Material provided |
[Start of Attachment]

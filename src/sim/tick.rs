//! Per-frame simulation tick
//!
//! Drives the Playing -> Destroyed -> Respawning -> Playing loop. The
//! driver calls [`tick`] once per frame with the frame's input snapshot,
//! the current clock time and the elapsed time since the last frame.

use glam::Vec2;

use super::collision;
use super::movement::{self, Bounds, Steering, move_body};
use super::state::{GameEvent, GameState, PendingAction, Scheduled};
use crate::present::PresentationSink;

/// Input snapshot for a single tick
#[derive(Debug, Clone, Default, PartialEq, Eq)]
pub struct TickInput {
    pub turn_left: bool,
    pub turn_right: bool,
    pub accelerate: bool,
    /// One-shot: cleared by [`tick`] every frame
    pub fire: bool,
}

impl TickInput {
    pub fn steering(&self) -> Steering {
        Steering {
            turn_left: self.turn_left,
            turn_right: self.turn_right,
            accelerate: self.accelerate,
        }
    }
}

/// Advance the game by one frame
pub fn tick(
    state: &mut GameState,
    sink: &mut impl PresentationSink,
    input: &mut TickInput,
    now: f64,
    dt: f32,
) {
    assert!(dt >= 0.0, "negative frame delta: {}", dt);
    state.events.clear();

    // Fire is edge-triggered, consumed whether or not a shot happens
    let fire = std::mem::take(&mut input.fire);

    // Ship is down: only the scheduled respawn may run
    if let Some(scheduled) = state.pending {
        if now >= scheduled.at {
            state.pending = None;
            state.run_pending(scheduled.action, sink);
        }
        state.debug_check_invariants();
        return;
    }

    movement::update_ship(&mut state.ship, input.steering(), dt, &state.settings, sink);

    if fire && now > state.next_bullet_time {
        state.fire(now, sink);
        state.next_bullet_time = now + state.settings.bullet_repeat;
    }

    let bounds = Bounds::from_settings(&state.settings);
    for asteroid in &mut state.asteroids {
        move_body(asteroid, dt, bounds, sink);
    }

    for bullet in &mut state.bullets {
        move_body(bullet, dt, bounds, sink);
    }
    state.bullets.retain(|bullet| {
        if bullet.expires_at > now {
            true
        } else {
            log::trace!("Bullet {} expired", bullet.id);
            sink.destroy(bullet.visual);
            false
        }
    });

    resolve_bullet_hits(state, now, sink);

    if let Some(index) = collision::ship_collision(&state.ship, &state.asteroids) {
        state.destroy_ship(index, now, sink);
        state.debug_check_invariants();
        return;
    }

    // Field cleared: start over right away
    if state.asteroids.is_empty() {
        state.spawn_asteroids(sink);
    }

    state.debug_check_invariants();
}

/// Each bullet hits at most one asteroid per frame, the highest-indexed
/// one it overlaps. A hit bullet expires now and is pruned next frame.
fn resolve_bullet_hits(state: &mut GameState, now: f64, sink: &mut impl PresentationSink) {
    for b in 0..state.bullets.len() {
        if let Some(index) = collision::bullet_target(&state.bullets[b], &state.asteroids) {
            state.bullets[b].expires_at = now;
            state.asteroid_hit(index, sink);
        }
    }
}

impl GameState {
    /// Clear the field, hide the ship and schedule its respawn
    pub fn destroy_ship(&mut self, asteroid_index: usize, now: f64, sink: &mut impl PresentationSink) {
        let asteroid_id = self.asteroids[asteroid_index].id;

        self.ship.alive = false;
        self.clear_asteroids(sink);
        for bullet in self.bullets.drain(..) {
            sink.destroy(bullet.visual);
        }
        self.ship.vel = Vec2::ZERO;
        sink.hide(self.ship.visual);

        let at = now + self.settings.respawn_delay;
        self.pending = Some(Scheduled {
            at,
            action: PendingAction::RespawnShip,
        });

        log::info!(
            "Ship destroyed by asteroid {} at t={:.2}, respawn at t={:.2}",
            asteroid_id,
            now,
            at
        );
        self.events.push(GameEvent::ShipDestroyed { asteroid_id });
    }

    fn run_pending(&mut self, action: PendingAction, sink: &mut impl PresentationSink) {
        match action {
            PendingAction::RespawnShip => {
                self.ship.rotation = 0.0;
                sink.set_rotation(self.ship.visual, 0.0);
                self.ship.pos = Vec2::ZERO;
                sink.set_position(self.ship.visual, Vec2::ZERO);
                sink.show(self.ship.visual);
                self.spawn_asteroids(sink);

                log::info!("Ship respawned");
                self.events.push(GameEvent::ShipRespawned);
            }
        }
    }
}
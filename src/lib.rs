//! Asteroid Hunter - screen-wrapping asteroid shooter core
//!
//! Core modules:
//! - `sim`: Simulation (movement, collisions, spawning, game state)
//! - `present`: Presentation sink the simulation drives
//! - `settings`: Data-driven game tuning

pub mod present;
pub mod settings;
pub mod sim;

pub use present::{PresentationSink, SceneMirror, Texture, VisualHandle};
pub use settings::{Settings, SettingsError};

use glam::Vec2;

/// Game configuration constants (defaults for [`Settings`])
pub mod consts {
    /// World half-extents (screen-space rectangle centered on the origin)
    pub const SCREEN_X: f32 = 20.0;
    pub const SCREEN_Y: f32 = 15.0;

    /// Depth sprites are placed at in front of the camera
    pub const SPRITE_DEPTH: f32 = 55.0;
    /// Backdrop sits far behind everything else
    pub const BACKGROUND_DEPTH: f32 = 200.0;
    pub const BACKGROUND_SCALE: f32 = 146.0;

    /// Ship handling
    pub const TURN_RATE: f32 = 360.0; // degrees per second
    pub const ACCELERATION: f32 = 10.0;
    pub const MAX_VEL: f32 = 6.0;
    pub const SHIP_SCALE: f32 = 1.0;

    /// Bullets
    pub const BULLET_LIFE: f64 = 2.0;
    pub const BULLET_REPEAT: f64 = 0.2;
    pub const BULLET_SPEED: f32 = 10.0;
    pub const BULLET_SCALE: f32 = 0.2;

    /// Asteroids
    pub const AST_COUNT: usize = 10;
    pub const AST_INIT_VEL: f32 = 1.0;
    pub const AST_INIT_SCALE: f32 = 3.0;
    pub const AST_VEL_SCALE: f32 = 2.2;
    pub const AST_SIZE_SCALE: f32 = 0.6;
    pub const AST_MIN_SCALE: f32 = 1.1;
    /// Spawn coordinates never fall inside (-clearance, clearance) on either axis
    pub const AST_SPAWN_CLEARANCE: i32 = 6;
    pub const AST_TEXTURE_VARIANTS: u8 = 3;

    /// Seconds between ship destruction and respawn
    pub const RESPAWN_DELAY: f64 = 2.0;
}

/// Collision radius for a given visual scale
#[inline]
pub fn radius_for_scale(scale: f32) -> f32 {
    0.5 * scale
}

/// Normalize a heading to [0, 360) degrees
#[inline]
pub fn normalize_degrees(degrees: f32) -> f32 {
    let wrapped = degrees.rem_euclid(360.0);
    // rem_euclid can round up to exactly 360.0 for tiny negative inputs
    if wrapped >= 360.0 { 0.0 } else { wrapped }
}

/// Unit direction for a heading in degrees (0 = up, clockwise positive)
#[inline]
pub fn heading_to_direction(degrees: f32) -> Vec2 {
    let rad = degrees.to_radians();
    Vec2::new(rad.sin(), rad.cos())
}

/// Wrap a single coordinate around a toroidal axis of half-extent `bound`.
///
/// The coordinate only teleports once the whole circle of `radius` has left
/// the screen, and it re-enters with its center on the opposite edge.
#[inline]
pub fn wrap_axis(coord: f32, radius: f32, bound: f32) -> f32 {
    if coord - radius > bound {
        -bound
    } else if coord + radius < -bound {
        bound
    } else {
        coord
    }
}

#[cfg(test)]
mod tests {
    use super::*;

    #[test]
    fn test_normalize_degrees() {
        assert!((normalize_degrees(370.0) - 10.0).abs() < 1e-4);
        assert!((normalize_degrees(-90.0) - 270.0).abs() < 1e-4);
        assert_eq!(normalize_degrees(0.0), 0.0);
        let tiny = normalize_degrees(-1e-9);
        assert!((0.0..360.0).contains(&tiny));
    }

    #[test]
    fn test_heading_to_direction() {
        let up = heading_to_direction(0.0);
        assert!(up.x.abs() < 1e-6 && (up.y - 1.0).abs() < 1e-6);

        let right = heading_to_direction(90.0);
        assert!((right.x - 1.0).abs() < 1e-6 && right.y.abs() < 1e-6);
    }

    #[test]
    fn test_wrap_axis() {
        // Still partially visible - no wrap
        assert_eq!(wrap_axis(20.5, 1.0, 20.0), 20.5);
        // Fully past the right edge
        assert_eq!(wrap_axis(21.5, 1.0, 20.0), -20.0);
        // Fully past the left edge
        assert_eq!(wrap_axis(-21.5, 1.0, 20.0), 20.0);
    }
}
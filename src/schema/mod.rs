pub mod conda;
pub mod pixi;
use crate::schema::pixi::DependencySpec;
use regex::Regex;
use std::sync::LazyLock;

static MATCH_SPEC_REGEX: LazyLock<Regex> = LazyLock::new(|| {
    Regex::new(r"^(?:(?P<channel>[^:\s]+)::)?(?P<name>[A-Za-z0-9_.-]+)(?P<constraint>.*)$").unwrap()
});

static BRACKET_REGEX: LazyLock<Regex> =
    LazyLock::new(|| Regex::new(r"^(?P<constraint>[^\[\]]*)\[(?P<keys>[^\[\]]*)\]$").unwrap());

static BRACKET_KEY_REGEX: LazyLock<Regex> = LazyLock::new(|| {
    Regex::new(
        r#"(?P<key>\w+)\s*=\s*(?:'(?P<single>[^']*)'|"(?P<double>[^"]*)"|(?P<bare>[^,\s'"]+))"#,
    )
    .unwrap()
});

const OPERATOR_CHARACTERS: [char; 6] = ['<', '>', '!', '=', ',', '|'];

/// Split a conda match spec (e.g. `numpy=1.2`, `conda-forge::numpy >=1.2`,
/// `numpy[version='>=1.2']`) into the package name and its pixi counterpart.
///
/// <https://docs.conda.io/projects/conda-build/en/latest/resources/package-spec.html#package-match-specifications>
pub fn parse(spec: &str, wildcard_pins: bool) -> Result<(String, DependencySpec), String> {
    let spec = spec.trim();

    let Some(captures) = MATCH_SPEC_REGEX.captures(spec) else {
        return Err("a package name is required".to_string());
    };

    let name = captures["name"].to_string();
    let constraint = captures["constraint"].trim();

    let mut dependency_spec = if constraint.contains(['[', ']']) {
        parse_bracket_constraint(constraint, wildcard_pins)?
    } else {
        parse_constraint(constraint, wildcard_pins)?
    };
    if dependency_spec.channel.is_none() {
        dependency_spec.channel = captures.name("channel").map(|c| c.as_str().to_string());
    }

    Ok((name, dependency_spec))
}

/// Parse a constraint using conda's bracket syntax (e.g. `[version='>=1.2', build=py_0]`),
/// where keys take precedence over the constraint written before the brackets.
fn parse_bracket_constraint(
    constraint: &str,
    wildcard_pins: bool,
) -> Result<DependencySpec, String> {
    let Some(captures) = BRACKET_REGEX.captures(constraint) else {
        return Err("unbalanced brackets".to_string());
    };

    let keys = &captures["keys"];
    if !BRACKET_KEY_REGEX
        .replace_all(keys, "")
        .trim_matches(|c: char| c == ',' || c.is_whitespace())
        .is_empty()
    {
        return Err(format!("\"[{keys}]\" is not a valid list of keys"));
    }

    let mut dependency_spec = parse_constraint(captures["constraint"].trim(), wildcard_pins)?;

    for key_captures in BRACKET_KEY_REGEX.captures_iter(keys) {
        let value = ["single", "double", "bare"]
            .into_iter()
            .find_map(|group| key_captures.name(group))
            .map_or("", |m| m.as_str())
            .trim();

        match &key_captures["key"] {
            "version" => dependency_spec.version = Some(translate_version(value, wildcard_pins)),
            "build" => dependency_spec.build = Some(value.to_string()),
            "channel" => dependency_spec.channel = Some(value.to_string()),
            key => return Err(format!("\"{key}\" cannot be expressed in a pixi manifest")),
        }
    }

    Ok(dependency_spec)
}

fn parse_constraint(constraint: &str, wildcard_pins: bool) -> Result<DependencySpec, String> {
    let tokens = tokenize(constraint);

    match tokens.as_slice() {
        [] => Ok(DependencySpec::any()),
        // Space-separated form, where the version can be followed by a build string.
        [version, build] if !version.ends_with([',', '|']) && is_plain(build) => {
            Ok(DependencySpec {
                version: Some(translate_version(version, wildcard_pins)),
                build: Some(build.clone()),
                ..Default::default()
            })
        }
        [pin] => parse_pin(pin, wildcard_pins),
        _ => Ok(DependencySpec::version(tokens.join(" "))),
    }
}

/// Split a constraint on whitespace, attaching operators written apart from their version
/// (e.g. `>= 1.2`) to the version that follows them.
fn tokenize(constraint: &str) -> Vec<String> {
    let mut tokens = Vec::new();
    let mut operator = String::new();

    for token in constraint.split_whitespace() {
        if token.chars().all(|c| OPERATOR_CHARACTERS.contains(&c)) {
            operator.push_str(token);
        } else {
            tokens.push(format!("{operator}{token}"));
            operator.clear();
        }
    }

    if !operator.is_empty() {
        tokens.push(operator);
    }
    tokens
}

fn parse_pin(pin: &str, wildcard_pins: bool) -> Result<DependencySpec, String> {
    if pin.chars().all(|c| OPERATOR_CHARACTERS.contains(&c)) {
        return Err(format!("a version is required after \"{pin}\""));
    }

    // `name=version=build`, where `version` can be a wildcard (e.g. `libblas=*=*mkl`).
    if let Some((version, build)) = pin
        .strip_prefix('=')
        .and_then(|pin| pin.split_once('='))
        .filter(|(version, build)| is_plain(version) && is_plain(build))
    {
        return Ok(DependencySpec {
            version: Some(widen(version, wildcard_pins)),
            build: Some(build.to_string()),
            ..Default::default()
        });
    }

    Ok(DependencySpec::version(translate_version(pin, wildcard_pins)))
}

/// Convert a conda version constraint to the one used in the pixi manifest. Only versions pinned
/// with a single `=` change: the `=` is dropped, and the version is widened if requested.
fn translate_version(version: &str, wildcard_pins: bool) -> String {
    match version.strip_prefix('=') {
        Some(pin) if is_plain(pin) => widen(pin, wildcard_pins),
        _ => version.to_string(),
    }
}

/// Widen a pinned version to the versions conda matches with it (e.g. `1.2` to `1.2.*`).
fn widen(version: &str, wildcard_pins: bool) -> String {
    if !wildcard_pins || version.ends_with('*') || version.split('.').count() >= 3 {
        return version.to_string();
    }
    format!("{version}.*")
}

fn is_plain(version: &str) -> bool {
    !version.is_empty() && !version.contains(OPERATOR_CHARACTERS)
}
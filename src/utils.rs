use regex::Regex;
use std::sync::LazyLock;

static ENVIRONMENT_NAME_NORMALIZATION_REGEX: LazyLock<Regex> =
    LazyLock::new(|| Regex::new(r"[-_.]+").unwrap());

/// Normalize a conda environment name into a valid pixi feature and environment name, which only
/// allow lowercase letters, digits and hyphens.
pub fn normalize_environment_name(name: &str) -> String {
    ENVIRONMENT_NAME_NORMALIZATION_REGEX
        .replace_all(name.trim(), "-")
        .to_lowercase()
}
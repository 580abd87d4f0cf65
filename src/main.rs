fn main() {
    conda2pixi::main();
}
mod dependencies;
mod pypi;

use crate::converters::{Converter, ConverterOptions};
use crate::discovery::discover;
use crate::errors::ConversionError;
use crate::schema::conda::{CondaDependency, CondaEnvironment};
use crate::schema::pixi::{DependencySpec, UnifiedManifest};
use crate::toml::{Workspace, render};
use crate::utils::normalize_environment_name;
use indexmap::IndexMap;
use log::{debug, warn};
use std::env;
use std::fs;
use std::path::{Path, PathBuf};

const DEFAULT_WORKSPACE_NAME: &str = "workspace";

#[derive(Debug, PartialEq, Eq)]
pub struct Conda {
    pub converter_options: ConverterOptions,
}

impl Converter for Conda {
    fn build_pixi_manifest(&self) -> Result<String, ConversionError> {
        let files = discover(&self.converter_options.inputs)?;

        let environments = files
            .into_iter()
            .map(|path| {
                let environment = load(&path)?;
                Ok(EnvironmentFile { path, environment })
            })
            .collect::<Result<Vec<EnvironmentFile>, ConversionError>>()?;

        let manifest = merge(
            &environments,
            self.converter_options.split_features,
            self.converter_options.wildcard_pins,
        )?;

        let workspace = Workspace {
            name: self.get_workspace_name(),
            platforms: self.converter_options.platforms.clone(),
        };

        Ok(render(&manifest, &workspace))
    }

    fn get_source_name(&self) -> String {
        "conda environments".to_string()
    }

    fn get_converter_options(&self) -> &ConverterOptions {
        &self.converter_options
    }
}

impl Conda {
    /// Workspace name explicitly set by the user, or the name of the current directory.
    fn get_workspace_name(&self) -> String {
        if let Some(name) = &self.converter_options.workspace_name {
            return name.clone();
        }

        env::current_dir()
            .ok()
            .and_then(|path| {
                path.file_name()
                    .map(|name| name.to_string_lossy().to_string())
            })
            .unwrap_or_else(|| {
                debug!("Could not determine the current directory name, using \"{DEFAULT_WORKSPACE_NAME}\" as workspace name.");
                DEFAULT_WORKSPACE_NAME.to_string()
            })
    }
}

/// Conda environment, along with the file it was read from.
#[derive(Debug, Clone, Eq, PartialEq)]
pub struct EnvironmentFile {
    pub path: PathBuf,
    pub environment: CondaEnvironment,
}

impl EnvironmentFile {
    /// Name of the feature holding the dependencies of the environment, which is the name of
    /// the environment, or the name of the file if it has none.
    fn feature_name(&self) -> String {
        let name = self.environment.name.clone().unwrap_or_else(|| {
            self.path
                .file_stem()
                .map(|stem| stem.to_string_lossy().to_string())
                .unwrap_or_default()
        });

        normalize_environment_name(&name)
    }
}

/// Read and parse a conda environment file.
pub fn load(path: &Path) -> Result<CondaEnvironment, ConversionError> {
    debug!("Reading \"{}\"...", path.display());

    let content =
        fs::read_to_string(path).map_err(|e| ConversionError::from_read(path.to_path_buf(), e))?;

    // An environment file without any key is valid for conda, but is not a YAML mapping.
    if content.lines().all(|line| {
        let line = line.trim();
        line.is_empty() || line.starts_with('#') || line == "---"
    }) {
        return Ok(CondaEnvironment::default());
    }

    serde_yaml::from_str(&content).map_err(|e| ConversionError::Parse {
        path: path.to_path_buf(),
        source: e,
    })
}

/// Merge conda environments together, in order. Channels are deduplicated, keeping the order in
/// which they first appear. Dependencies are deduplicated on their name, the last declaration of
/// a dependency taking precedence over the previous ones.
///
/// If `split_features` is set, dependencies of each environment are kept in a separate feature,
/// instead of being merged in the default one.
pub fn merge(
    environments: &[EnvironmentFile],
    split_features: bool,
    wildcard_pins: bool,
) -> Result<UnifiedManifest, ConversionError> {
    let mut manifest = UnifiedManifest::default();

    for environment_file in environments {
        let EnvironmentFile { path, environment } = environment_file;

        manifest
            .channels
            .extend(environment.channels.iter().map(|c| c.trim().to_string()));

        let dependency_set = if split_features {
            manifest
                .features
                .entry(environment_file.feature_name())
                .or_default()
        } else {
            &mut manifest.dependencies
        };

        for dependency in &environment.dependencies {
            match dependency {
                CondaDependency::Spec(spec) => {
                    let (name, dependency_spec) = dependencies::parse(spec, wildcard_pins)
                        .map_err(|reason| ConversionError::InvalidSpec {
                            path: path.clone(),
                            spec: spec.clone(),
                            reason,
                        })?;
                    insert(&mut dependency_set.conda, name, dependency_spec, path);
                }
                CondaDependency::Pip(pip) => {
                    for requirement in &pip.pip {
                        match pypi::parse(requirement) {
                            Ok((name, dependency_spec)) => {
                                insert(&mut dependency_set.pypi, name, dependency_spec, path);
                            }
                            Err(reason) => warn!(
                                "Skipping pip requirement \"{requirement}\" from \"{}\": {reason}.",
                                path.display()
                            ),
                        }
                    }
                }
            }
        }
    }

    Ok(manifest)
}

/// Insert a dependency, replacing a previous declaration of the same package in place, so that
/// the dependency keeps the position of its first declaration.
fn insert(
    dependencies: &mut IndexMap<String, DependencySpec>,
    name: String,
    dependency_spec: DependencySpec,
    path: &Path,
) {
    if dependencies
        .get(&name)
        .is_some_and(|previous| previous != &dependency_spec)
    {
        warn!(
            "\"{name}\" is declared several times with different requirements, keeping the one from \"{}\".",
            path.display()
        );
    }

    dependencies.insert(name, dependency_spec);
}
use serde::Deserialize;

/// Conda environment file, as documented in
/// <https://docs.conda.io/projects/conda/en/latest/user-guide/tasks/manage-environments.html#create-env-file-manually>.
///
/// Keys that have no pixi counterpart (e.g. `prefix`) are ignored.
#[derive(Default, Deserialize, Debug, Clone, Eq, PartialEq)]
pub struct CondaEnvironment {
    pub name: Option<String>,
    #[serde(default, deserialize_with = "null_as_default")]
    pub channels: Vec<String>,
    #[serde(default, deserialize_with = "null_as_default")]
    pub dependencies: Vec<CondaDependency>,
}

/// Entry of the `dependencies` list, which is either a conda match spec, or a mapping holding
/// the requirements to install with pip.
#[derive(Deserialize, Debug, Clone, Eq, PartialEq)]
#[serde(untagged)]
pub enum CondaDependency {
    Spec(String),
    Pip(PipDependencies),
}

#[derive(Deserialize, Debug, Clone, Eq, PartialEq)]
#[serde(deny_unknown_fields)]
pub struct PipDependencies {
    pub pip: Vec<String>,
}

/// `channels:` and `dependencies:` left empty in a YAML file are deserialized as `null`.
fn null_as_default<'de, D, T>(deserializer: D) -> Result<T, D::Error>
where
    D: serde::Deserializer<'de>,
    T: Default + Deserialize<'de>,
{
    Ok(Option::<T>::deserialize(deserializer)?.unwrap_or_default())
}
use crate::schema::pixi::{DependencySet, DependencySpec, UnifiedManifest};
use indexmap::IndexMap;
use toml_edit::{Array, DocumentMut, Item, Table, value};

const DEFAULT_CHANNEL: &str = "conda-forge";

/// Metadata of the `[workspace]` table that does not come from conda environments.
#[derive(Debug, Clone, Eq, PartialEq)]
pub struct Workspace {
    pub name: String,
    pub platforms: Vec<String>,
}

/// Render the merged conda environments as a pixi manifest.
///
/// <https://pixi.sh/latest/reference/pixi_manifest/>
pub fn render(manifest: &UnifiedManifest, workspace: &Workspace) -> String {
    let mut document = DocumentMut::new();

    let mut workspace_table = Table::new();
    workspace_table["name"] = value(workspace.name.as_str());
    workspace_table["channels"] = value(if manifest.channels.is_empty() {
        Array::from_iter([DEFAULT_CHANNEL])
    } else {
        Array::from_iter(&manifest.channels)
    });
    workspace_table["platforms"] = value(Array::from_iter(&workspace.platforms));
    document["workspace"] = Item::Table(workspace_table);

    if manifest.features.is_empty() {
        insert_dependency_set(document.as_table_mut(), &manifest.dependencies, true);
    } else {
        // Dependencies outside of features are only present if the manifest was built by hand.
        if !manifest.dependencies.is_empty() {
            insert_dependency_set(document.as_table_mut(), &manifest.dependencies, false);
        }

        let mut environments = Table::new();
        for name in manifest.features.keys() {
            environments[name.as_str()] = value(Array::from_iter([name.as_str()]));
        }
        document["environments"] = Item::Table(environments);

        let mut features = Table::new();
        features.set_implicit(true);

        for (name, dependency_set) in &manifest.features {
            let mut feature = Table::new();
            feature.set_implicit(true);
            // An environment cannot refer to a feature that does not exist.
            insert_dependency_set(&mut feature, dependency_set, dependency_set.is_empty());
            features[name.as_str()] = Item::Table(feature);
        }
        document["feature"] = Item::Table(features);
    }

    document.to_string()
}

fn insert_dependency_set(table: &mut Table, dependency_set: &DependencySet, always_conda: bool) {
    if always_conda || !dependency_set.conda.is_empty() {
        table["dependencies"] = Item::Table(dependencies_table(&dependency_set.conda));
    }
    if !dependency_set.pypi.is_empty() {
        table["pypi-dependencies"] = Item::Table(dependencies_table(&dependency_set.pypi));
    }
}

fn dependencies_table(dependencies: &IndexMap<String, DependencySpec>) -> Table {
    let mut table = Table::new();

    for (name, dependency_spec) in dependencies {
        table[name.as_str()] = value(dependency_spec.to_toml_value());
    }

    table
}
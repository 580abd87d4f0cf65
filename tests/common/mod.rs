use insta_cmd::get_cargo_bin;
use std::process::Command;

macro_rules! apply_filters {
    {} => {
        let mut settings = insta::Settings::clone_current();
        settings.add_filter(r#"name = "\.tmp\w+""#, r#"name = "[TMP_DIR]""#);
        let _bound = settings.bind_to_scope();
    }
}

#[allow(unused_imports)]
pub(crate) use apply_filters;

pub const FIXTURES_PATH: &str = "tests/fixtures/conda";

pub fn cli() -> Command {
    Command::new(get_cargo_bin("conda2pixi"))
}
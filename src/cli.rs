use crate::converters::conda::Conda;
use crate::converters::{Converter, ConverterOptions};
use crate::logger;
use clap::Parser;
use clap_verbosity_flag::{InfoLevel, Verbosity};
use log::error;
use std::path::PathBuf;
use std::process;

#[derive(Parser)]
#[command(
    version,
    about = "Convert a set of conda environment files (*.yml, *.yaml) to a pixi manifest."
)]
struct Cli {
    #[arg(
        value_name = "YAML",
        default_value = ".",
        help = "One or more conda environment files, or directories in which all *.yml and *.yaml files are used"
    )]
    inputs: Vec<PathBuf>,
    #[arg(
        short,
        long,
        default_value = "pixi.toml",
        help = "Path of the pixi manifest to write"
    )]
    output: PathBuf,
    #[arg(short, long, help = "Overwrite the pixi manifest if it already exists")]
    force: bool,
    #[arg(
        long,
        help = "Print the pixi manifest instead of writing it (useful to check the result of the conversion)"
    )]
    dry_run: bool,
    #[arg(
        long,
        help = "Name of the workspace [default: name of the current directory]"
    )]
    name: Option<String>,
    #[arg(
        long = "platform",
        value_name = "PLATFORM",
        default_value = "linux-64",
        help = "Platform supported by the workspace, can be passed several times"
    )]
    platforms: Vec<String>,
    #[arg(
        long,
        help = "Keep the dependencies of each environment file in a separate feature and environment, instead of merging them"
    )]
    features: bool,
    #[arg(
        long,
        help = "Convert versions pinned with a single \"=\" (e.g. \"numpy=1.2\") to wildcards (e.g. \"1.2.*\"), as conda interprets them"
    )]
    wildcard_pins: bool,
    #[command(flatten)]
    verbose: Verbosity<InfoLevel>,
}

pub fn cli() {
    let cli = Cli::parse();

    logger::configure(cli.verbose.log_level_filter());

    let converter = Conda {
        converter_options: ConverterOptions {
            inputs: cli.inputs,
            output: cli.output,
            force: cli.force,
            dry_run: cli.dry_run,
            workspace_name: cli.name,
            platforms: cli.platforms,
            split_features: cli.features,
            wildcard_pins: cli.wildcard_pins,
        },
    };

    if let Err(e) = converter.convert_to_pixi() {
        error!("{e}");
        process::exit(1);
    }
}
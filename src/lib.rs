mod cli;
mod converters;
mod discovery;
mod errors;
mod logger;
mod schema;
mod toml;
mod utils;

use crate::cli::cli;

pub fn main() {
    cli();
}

[End of Attachment]

What is needed |
Report every line above that has the string "TickInput" in it.

Task response |
pub struct TickInput {
impl TickInput {
    input: &mut TickInput,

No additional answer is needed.